The new effort takes a multi-faceted approach to restoring more natural river flows in the two watersheds and is funded by a grant from the MassDEP Water Management Act Grant Program. The joint project has three major elements described below.
Information Is Power: Deploying the DropCountr App
The Dedham-Westwood Water District is taking an innovative water conservation effort. With leadership from the Charles River Watershed Association and assistance from NepRWA, the District will roll out the DropCountr App for its customers.
With a click of the app, the District’s customers will be able to get up to the minute alerts on their water usage, as well as individualized recommendations on how to save based on their personal usage patterns. Look for more information soon as the system is set up and an intensive outreach campaign begins to roll out in a few weeks.
Using Science to Reduce Impacts and Save Money
NepRWA will also be working with Canton, the Dedham-Westwood Water District, and Stoughton, to continue to refine a groundwater model that allows for site specific evaluation of impacts of municipal water withdrawals on local waterways. The goal is to use the model to evaluate a variety of strategies such as using different water sources at different times of year, to come up with a set of recommendations on how to maximize protection of the river while minimizing costs for communities.

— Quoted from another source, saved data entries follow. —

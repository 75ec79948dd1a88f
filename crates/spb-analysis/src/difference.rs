//! Element-wise differences of two aligned series.

use spb_md::micros_to_f64;

use crate::aligner::AlignedSeries;
use crate::error::AnalysisError;
use crate::types::{ComparisonMode, CutoffTime};

/// One difference per aligned day, in currency units.
#[derive(Debug, Clone, PartialEq)]
pub struct DifferenceSeries {
    pub mode: ComparisonMode,
    pub label: String,
    pub values: Vec<f64>,
}

impl DifferenceSeries {
    pub fn len(&self) -> usize {
        self.values.len()
    }

    pub fn is_empty(&self) -> bool {
        self.values.is_empty()
    }
}

/// Subtract the two series `mode` selects.
///
/// The subtraction happens in micros; only the result is converted to `f64`.
pub fn difference(
    aligned: &AlignedSeries,
    mode: ComparisonMode,
    cutoff: CutoffTime,
) -> Result<DifferenceSeries, AnalysisError> {
    let (minuend, subtrahend): (&[i64], &[i64]) = match mode {
        ComparisonMode::OpenPriorclose => (&aligned.open, &aligned.prior_close),
        ComparisonMode::CloseOpen => (&aligned.close, &aligned.open),
        ComparisonMode::ClosePriorclose => (&aligned.close, &aligned.prior_close),
        ComparisonMode::IntrapriceOpen => {
            let intra = aligned
                .intraday
                .as_ref()
                .ok_or_else(|| AnalysisError::InvalidCutoffTime {
                    raw: None,
                    reason: format!("{mode} needs series aligned at a cutoff"),
                })?;
            (&intra.price, &intra.open)
        }
    };

    let values = minuend
        .iter()
        .zip(subtrahend)
        .map(|(a, b)| micros_to_f64(a - b))
        .collect();

    Ok(DifferenceSeries {
        mode,
        label: mode.label(cutoff),
        values,
    })
}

Runoff as a Resource to Restore Groundwater Recharge
The final piece of the project aims to restore some of the natural rainwater recharge into the ground that was lost when parking lots and roads replaced forests and meadows. It is this recharge of rain into the ground that feed the river and our drinking water supplies in the summer. To fix this problem, we will be designing systems to capture rain runoff at six sites, clean it up, and artificially recharge it back into the ground. We will be preparing designs for two sites each in Dedham, Stoughton and Westwood in partnership with each community’s public works and engineering departments, and will then seek funding through future grants for construction.
It Pays to Be Proactive with Your Water
Proactive regional efforts like these can play a significant role in helping to restore more natural streamflows to the Neponset River. The Neponset faces a large net loss of water especially in the summer months, with some 120,000 people withdrawing some or all of their drinking water from wells that are ultimately connected to the river, and very little of that water ever being returned to the river and watershed.
The project will also benefit water users in the participating town by helping to make local drinking water supplies more resilient in the face of droughts, such as the severe one we saw last summer. And finally it will give the participating communities a jump start on meeting water withdrawal permitting requirements under the state’s Water Management Act, which is scheduled to begin re-permitting all water withdrawals in the Neponset Watershed during 2017.
Special thanks to the Dedham-Westwood Water District for serving as the grantee on behalf of all the project partners.